▶ **Task statement**
Print, from the listing below, the lines starting at the line containing "let tig_id = tig::normalize(&start);" and ending at the line containing "self.graph.add_edge(&start, &end, feats);", exactly as they stand, and print nothing else.
Information supplied below:
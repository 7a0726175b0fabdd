//! GFA reader building the assembly graph
//!
//! Only segment (`S`) and edge (`E`/`L`) records contribute to the graph. Headers
//! and every other record type (fragments, gaps, paths, groups, comments) are
//! skipped.

use crate::attrs::{AttrValue, Attributes};
use crate::error::{PlotGfaError, Result};
use crate::features::FeatureTable;
use crate::graph::AssemblyGraph;
use crate::tig::{self, Strand};
use log::debug;
use std::fs::File;
use std::io::{BufRead, BufReader};
use std::path::Path;

const LINK_WEIGHT: i64 = 2;
const LINK_COLOR: &str = "green";

/// Builds an [`AssemblyGraph`] from GFA records
#[derive(Debug, Default)]
pub struct GraphBuilder {
    graph: AssemblyGraph,
    features: Option<FeatureTable>,
}

impl GraphBuilder {
    /// Builder without a feature table; nodes only get the default attributes
    pub fn new() -> Self {
        Self::default()
    }

    /// Builder enriching nodes from `features`
    pub fn with_features(features: Option<FeatureTable>) -> Self {
        Self {
            graph: AssemblyGraph::new(),
            features,
        }
    }

    /// Builder for `path`, picking up its sibling feature table if one exists
    pub fn for_file<P: AsRef<Path>>(path: P) -> Result<Self> {
        Ok(Self::with_features(FeatureTable::for_gfa(path)?))
    }

    /// Read the GFA file at `path` and return the finished graph
    pub fn read_all<P: AsRef<Path>>(path: P) -> Result<AssemblyGraph> {
        let path = path.as_ref();
        if !path.exists() {
            return Err(PlotGfaError::FileNotFound(path.display().to_string()));
        }

        let mut builder = Self::for_file(path)?;
        let file = File::open(path)?;
        builder.parse(BufReader::new(file))?;
        Ok(builder.finish())
    }

    /// Process every record of a GFA stream
    pub fn parse<R: BufRead>(&mut self, reader: R) -> Result<()> {
        for (line_num, line_result) in reader.lines().enumerate() {
            let line = line_result?;
            self.process_line(&line, line_num + 1)?;
        }
        debug!(
            "parsed {} nodes and {} edges",
            self.graph.node_count(),
            self.graph.edge_count()
        );
        Ok(())
    }

    /// Dispatch a single GFA line on its record tag
    pub fn process_line(&mut self, line: &str, line_num: usize) -> Result<()> {
        let line = line.trim_end_matches(['\r', '\n']);
        if line.is_empty() {
            return Ok(());
        }

        let fields: Vec<&str> = line.split('\t').collect();
        match fields[0] {
            "H" => Ok(()),
            "S" => self.add_segment(&fields, line_num),
            "E" | "L" => self.add_link(&fields, line_num),
            _ => Ok(()),
        }
    }

    /// `S <name> ...`: two endpoint nodes joined by an intra-segment edge
    pub fn add_segment(&mut self, fields: &[&str], line: usize) -> Result<()> {
        if fields.len() < 2 {
            return Err(PlotGfaError::GfaParse {
                line,
                message: "Segment record requires at least 2 fields".to_string(),
            });
        }

        let segment = fields[1];
        let start = tig::start_node(segment);
        let end = tig::end_node(segment);
        let tig_id = tig::normalize(&start);

        self.graph.ensure_node(&start);
        self.graph.ensure_node(&end);

        self.annotate(&start, &tig_id, '+');
        let feats = self.annotate(&end, &tig_id, '-');

        self.graph.add_edge(&start, &end, feats);
        Ok(())
    }

    /// Set the identifiers and features of one endpoint node and return the
    /// features that were merged in.
    fn annotate(&mut self, name: &str, tig_id: &str, side: char) -> Attributes {
        let feats = FeatureTable::enrich(self.features.as_ref(), tig_id);
        if let Some(node) = self.graph.node_mut(name) {
            node.attrs
                .insert("tigID".to_string(), AttrValue::from(tig_id));
            node.attrs
                .insert("eTigID".to_string(), AttrValue::Str(format!("{}{}", tig_id, side)));
            node.attrs.extend(feats.clone());
        }
        feats
    }

    /// `E|L <origin> <strand> <dest> <strand> <cigar> ...`: a link between the
    /// endpoints selected by each strand
    pub fn add_link(&mut self, fields: &[&str], line: usize) -> Result<()> {
        if fields.len() < 6 {
            return Err(PlotGfaError::GfaParse {
                line,
                message: "Link record requires at least 6 fields".to_string(),
            });
        }

        let origin = fields[1];
        let origin_strand = fields[2];
        let dest = fields[3];
        let dest_strand = fields[4];

        let mut feats = Attributes::new();
        feats.insert("orginStrand".to_string(), AttrValue::from(origin_strand));
        feats.insert("destStrand".to_string(), AttrValue::from(dest_strand));
        feats.insert("cigar".to_string(), AttrValue::from(fields[5]));
        feats.insert("orginID".to_string(), AttrValue::Str(tig::normalize(origin)));
        feats.insert("destID".to_string(), AttrValue::Str(tig::normalize(dest)));
        feats.insert("weight".to_string(), AttrValue::Int(LINK_WEIGHT));
        feats.insert("color".to_string(), AttrValue::from(LINK_COLOR));

        let from = tig::origin_node(origin, Strand::parse(origin_strand));
        let to = tig::dest_node(dest, Strand::parse(dest_strand));
        self.graph.add_edge(&from, &to, feats);
        Ok(())
    }

    /// Hand over the finished graph
    pub fn finish(self) -> AssemblyGraph {
        self.graph
    }
}
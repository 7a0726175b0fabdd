//! plotgfa - plot GFA assembly graphs
//!
//! Reads a GFA file written by an assembler such as Canu and builds a directed
//! graph in which every segment is split into a start and an end node. Links
//! attach to the endpoint selected by their strands. The graph is then laid out,
//! drawn to a PNG and exported as GML.
//!
//! # Example
//!
//! ```no_run
//! use plotgfa::builder::GraphBuilder;
//! use plotgfa::visualize::Visualizer;
//!
//! // Parse a GFA file (and its `.layout.tigInfo` table, if present)
//! let graph = GraphBuilder::read_all("asm.contigs.gfa").unwrap();
//! println!("{}", graph.summary());
//!
//! // Write asm.contigs.gfa.png and asm.contigs.gfa.gml
//! Visualizer::default().visualize(&graph, "asm.contigs.gfa").unwrap();
//! ```

pub mod attrs;
pub mod builder;
pub mod cli;
pub mod error;
pub mod features;
pub mod font;
pub mod gml;
pub mod graph;
pub mod layout;
pub mod render;
pub mod tig;
pub mod visualize;

pub use attrs::{AttrValue, Attributes};
pub use builder::GraphBuilder;
pub use error::{PlotGfaError, Result};
pub use graph::AssemblyGraph;
pub use tig::normalize;
pub use visualize::Visualizer;
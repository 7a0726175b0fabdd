//! Contig identifiers and strand handling
//!
//! Canu names its contigs `tig00000123`. Every segment becomes two graph nodes,
//! `<name>_start` and `<name>_end`, and edges attach to one of them depending on
//! the strand they leave from or arrive on.

use lazy_static::lazy_static;
use regex::Regex;

/// Suffix of the node holding a segment's forward-strand start
pub const START_SUFFIX: &str = "_start";
/// Suffix of the node holding a segment's forward-strand end
pub const END_SUFFIX: &str = "_end";

/// Derive the `tigID` of a segment or node name.
///
/// Strips every `tig` prefix together with its zero padding, then a trailing
/// `_start`/`_end`, so `tig00000042_end` becomes `42`. Anything that does not
/// match is left as is.
pub fn normalize(name: &str) -> String {
    lazy_static! {
        static ref RE_TIG: Regex = Regex::new(r"tig0*").unwrap();
        static ref RE_SIDE: Regex = Regex::new(r"(_start|_end)$").unwrap();
    }
    let stripped = RE_TIG.replace_all(name, "");
    RE_SIDE.replace(&stripped, "").into_owned()
}

/// Name of the start node of a segment
pub fn start_node(segment: &str) -> String {
    format!("{}{}", segment, START_SUFFIX)
}

/// Name of the end node of a segment
pub fn end_node(segment: &str) -> String {
    format!("{}{}", segment, END_SUFFIX)
}

/// Strand a link leaves from or arrives on
#[derive(Debug, Clone, Copy, PartialEq, Eq)]
pub enum Strand {
    Forward,
    Reverse,
}

impl Strand {
    /// Parse a raw strand field. Anything other than `+` or `-` has no strand.
    pub fn parse(field: &str) -> Option<Self> {
        match field {
            "+" => Some(Strand::Forward),
            "-" => Some(Strand::Reverse),
            _ => None,
        }
    }
}

impl std::fmt::Display for Strand {
    fn fmt(&self, f: &mut std::fmt::Formatter<'_>) -> std::fmt::Result {
        match self {
            Strand::Forward => write!(f, "+"),
            Strand::Reverse => write!(f, "-"),
        }
    }
}

/// Node an edge leaves from.
///
/// Leaving on the minus strand exits where the plus strand begins, so a
/// reverse origin uses the start node; a forward origin uses the end node.
pub fn origin_node(segment: &str, strand: Option<Strand>) -> String {
    match strand {
        Some(Strand::Reverse) => start_node(segment),
        Some(Strand::Forward) => end_node(segment),
        None => segment.to_string(),
    }
}

/// Node an edge arrives at.
///
/// Arriving on the minus strand enters at the end of the forward strand.
pub fn dest_node(segment: &str, strand: Option<Strand>) -> String {
    match strand {
        Some(Strand::Reverse) => end_node(segment),
        Some(Strand::Forward) => start_node(segment),
        None => segment.to_string(),
    }
}

#[cfg(test)]
mod tests {
    use super::*;

    #[test]
    fn test_normalize_padded() {
        assert_eq!(normalize("tig00000042"), "42");
        assert_eq!(normalize("tig7_start"), "7");
        assert_eq!(normalize("tig00000123_end"), "123");
    }

    #[test]
    fn test_normalize_side_independent() {
        for name in ["tig001", "tigA", "ctg5", "tig0", "", "tig10_start"] {
            assert_eq!(normalize(&start_node(name)), normalize(&end_node(name)));
        }
    }

    #[test]
    fn test_normalize_unmatched() {
        assert_eq!(normalize("contig_1"), "contig_1");
        assert_eq!(normalize("s1"), "s1");
        assert_eq!(normalize(""), "");
    }

    #[test]
    fn test_normalize_only_trailing_side() {
        assert_eq!(normalize("x_start_y"), "x_start_y");
        assert_eq!(normalize("tig100_end"), "100");
    }

    #[test]
    fn test_strand_parse() {
        assert_eq!(Strand::parse("+"), Some(Strand::Forward));
        assert_eq!(Strand::parse("-"), Some(Strand::Reverse));
        assert_eq!(Strand::parse("?"), None);
        assert_eq!(format!("{}", Strand::Reverse), "-");
    }

    #[test]
    fn test_endpoint_resolution() {
        assert_eq!(origin_node("a", Some(Strand::Forward)), "a_end");
        assert_eq!(origin_node("a", Some(Strand::Reverse)), "a_start");
        assert_eq!(dest_node("b", Some(Strand::Forward)), "b_start");
        assert_eq!(dest_node("b", Some(Strand::Reverse)), "b_end");
        assert_eq!(dest_node("b", None), "b");
    }
}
End of Information supplied.
▶ **Output**
        let tig_id = tig::normalize(&start);

        self.graph.ensure_node(&start);
        self.graph.ensure_node(&end);

        self.annotate(&start, &tig_id, '+');
        let feats = self.annotate(&end, &tig_id, '-');

        self.graph.add_edge(&start, &end, feats);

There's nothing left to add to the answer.